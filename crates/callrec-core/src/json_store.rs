//! JSON snapshot backend engine
//!
//! Loads a flat snapshot of records from disk, applies the date filter, then
//! union-filters on the optional fields: each active field independently
//! selects a subset of the date-filtered records and the subsets are
//! combined by OR, not intersected. Duplicates collapse in the final
//! [`FilterResult`].
//!
//! The date filter compares origination times as canonical strings against
//! the bare date endpoints. This is lexical comparison, kept deliberately:
//! it orders correctly only because the canonical format is fixed-width and
//! zero-padded.

use std::fs::File;
use std::io::{BufReader, BufWriter};
use std::path::PathBuf;

use tracing::{debug, info};

use crate::backup;
use crate::config::JsonStoreConfig;
use crate::error::{FilterError, Result};
use crate::filter::FilterSpec;
use crate::generator::GeneratedRecord;
use crate::record::{FilterResult, Record};

/// Filter engine over the JSON snapshot file.
#[derive(Debug, Clone)]
pub struct JsonStore {
    config: JsonStoreConfig,
}

impl JsonStore {
    #[must_use]
    pub fn new(config: JsonStoreConfig) -> Self {
        Self { config }
    }

    /// Path of the primary snapshot file.
    #[must_use]
    pub fn snapshot_path(&self) -> PathBuf {
        self.config.storage_dir.join(&self.config.file_name)
    }

    /// Load the full record list from the snapshot.
    ///
    /// Fails with [`FilterError::SourceNotFound`] when the snapshot path
    /// does not exist.
    pub fn load(&self) -> Result<Vec<Record>> {
        let path = self.snapshot_path();
        if !path.exists() {
            return Err(FilterError::SourceNotFound(path));
        }

        let file = File::open(&path).map_err(FilterError::operation)?;
        let records: Vec<Record> =
            serde_json::from_reader(BufReader::new(file)).map_err(FilterError::operation)?;
        info!(count = records.len(), "loaded record snapshot");
        Ok(records)
    }

    /// Keep records whose origination time falls inside the range,
    /// inclusive on both ends (string-lexical on the fixed-width format).
    #[must_use]
    pub fn filter_by_date(&self, records: Vec<Record>, spec: &FilterSpec) -> Vec<Record> {
        let filtered: Vec<Record> = records
            .into_iter()
            .filter(|record| {
                spec.start_text() <= record.origination_time.as_str()
                    && record.origination_time.as_str() <= spec.end_text()
            })
            .collect();
        debug!(count = filtered.len(), "records matched the date range");
        filtered
    }

    /// Union-combine the optional field filters.
    ///
    /// Each active field selects its matching subset of `date_filtered`
    /// independently; the subsets are appended in evaluation order. When no
    /// optional field is set the date-filtered records pass through
    /// unchanged.
    #[must_use]
    pub fn apply_extra_filters(&self, date_filtered: Vec<Record>, spec: &FilterSpec) -> Vec<Record> {
        if !spec.has_extra_filters() {
            debug!("no optional filters set; keeping the date-filtered set");
            return date_filtered;
        }

        let mut selected = Vec::new();
        for (field, value) in spec.active_fields() {
            let matches: Vec<Record> = date_filtered
                .iter()
                .filter(|record| field.record_value(record) == value)
                .cloned()
                .collect();
            debug!(field = ?field, count = matches.len(), "optional filter matched");
            selected.extend(matches);
        }
        selected
    }

    /// Full pipeline: load → date filter → union filters → normalize/dedup.
    pub fn run(&self, spec: &FilterSpec) -> Result<FilterResult> {
        let records = self.load()?;
        let dated = self.filter_by_date(records, spec);
        let selected = self.apply_extra_filters(dated, spec);
        let result = FilterResult::new(selected);
        info!(count = result.len(), "JSON filter pipeline finished");
        Ok(result)
    }

    /// Write a freshly generated dataset, rotating any existing snapshot
    /// into the backup directory first. Returns the primary path written.
    pub fn store_records(&self, records: &[GeneratedRecord]) -> Result<PathBuf> {
        backup::rotate_snapshot(
            &self.config.storage_dir,
            &self.config.backup_dir,
            &self.config.file_name,
        )?;

        let path = self.snapshot_path();
        let file = File::create(&path).map_err(FilterError::operation)?;
        serde_json::to_writer(BufWriter::new(file), records).map_err(FilterError::operation)?;
        info!(count = records.len(), path = %path.display(), "snapshot written");
        Ok(path)
    }
}

#[cfg(test)]
mod tests {
    use super::*;
    use crate::filter::FilterRequest;
    use crate::generator;
    use crate::record::testutil::record;

    fn store_in(dir: &std::path::Path) -> JsonStore {
        JsonStore::new(JsonStoreConfig {
            storage_dir: dir.to_path_buf(),
            ..JsonStoreConfig::default()
        })
    }

    fn write_snapshot(store: &JsonStore, records: &[Record]) {
        std::fs::create_dir_all(store.snapshot_path().parent().unwrap()).unwrap();
        // at rest the records carry the `_id` key, same as the response
        // records after a rename
        let raw: Vec<serde_json::Value> = records
            .iter()
            .map(|r| {
                serde_json::json!({
                    "_id": r.id,
                    "originationTime": r.origination_time,
                    "clusterId": r.cluster_id,
                    "userId": r.user_id,
                    "devices": {"phone": r.devices.phone, "voicemail": r.devices.voicemail},
                })
            })
            .collect();
        std::fs::write(store.snapshot_path(), serde_json::to_vec(&raw).unwrap()).unwrap();
    }

    fn spec(range: &str) -> FilterSpec {
        FilterSpec::new(FilterRequest::for_range(range)).unwrap()
    }

    #[test]
    fn missing_snapshot_is_source_not_found() {
        let dir = tempfile::tempdir().unwrap();
        let err = store_in(dir.path()).run(&spec("2021-01-01 to 2021-01-02")).unwrap_err();
        assert!(matches!(err, FilterError::SourceNotFound(_)));
    }

    #[test]
    fn date_filter_is_inclusive_lexical() {
        let dir = tempfile::tempdir().unwrap();
        let store = store_in(dir.path());
        let records = vec![
            record(1, "2020-12-31 23:59:59", "A"), // before start
            record(2, "2021-01-01 00:00:00", "A"), // inside, at start midnight
            record(3, "2021-01-01 18:30:00", "A"), // inside
            record(4, "2021-01-02 00:00:00", "A"), // after the bare end-date string
        ];

        let kept = store.filter_by_date(records, &spec("2021-01-01 to 2021-01-02"));
        let ids: Vec<i64> = kept.iter().map(|r| r.id).collect();
        // the end-of-range record compares greater than the bare "2021-01-02"
        // endpoint; lexical comparison excludes it
        assert_eq!(ids, vec![2, 3]);
    }

    #[test]
    fn cluster_filter_selects_matching_subset() {
        let dir = tempfile::tempdir().unwrap();
        let store = store_in(dir.path());
        write_snapshot(
            &store,
            &[
                record(1, "2021-01-01 10:00:00", "A"),
                record(2, "2021-01-01 11:00:00", "B"),
            ],
        );

        let mut request = FilterRequest::for_range("2021-01-01 to 2021-01-02");
        request.cluster = "A".to_string();
        let result = store.run(&FilterSpec::new(request).unwrap()).unwrap();

        assert_eq!(result.len(), 1);
        assert_eq!(result.records()[0].id, 1);
    }

    #[test]
    fn no_optional_filters_returns_full_date_set() {
        let dir = tempfile::tempdir().unwrap();
        let store = store_in(dir.path());
        write_snapshot(
            &store,
            &[
                record(1, "2021-01-01 10:00:00", "A"),
                record(2, "2021-01-01 11:00:00", "B"),
            ],
        );

        let result = store.run(&spec("2021-01-01 to 2021-01-02")).unwrap();
        assert_eq!(result.len(), 2);
    }

    #[test]
    fn union_filters_do_not_duplicate_records() {
        let dir = tempfile::tempdir().unwrap();
        let store = store_in(dir.path());
        let mut matching_both = record(1, "2021-01-01 10:00:00", "A");
        matching_both.user_id = "42".to_string();
        write_snapshot(&store, &[matching_both, record(2, "2021-01-01 11:00:00", "B")]);

        let mut request = FilterRequest::for_range("2021-01-01 to 2021-01-02");
        request.cluster = "A".to_string();
        request.user_id = "42".to_string();
        let result = store.run(&FilterSpec::new(request).unwrap()).unwrap();

        // record 1 matches both active filters but appears once
        assert_eq!(result.len(), 1);
        assert_eq!(result.records()[0].id, 1);
    }

    #[test]
    fn union_filters_combine_across_fields() {
        let dir = tempfile::tempdir().unwrap();
        let store = store_in(dir.path());
        let mut by_user = record(2, "2021-01-01 11:00:00", "B");
        by_user.user_id = "42".to_string();
        write_snapshot(
            &store,
            &[
                record(1, "2021-01-01 10:00:00", "A"),
                by_user,
                record(3, "2021-01-01 12:00:00", "C"),
            ],
        );

        let mut request = FilterRequest::for_range("2021-01-01 to 2021-01-02");
        request.cluster = "A".to_string();
        request.user_id = "42".to_string();
        let result = store.run(&FilterSpec::new(request).unwrap()).unwrap();

        // OR across fields: the cluster match and the user match both appear
        let ids: Vec<i64> = result.records().iter().map(|r| r.id).collect();
        assert_eq!(ids, vec![1, 2]);
    }

    #[test]
    fn rewriting_rotates_exactly_one_backup() {
        let dir = tempfile::tempdir().unwrap();
        let store = store_in(dir.path());
        let first = generator::generate_records(3);
        let second = generator::generate_records(2);

        store.store_records(&first).unwrap();
        let first_write = backup::backup_timestamp();
        // backup names have second resolution; make the second write later
        std::thread::sleep(std::time::Duration::from_millis(1100));
        store.store_records(&second).unwrap();

        assert!(store.snapshot_path().exists());
        let loaded = store.load().unwrap();
        assert_eq!(loaded.len(), 2);

        let backup_dir = dir.path().join("backup_records");
        let backups: Vec<String> = std::fs::read_dir(&backup_dir)
            .unwrap()
            .map(|entry| entry.unwrap().file_name().to_string_lossy().into_owned())
            .collect();
        assert_eq!(backups.len(), 1);
        assert!(backups[0].starts_with("BKP_"));

        let archived_ts = backups[0]
            .trim_start_matches("BKP_")
            .trim_end_matches("_current_records.json")
            .to_string();
        assert!(archived_ts >= first_write);
    }
}
//! Error types for callrec-core
//!
//! Every failure in the filter pipeline is classified into exactly one of
//! four kinds: an invalid date range, a missing JSON snapshot, a backend
//! that could not be reached, or a failure once a backend was reachable.
//! The original cause is always preserved for diagnostics. There are no
//! retries anywhere in this crate; errors propagate to the caller as-is.

use std::path::PathBuf;

use thiserror::Error;

/// Result type alias using the library's error type
pub type Result<T> = std::result::Result<T, FilterError>;

/// Main error type for callrec-core
#[derive(Error, Debug)]
pub enum FilterError {
    /// The date-range expression failed validation
    #[error("invalid date range: {0}; expected 'YYYY-MM-DD to YYYY-MM-DD'")]
    InvalidDateRange(String),

    /// The JSON record snapshot does not exist
    #[error("record snapshot not found: {}", .0.display())]
    SourceNotFound(PathBuf),

    /// A backend was unreachable at probe/connect time
    #[error("backend connection failed")]
    Connection(#[source] BackendError),

    /// A query, write, or row-processing step failed once connected
    #[error("backend operation failed")]
    Operation(#[source] BackendError),
}

impl FilterError {
    /// Classify a backend cause as a connection failure.
    pub fn connection(err: impl Into<BackendError>) -> Self {
        Self::Connection(err.into())
    }

    /// Classify a backend cause as an operation failure.
    pub fn operation(err: impl Into<BackendError>) -> Self {
        Self::Operation(err.into())
    }
}

/// Underlying backend causes wrapped by [`FilterError`]
#[derive(Error, Debug)]
pub enum BackendError {
    #[error(transparent)]
    Io(#[from] std::io::Error),

    #[error(transparent)]
    Json(#[from] serde_json::Error),

    #[error(transparent)]
    Sqlite(#[from] rusqlite::Error),

    #[error(transparent)]
    Mongo(#[from] mongodb::error::Error),
}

=-=-=

--- Task to complete ---
Look through the data above for the string "callrec" and copy every line where it appears.

--- Completed exercise ---
filename crates/callrec-core/src/json_store.rs
//! Error types for callrec-core
/// Main error type for callrec-core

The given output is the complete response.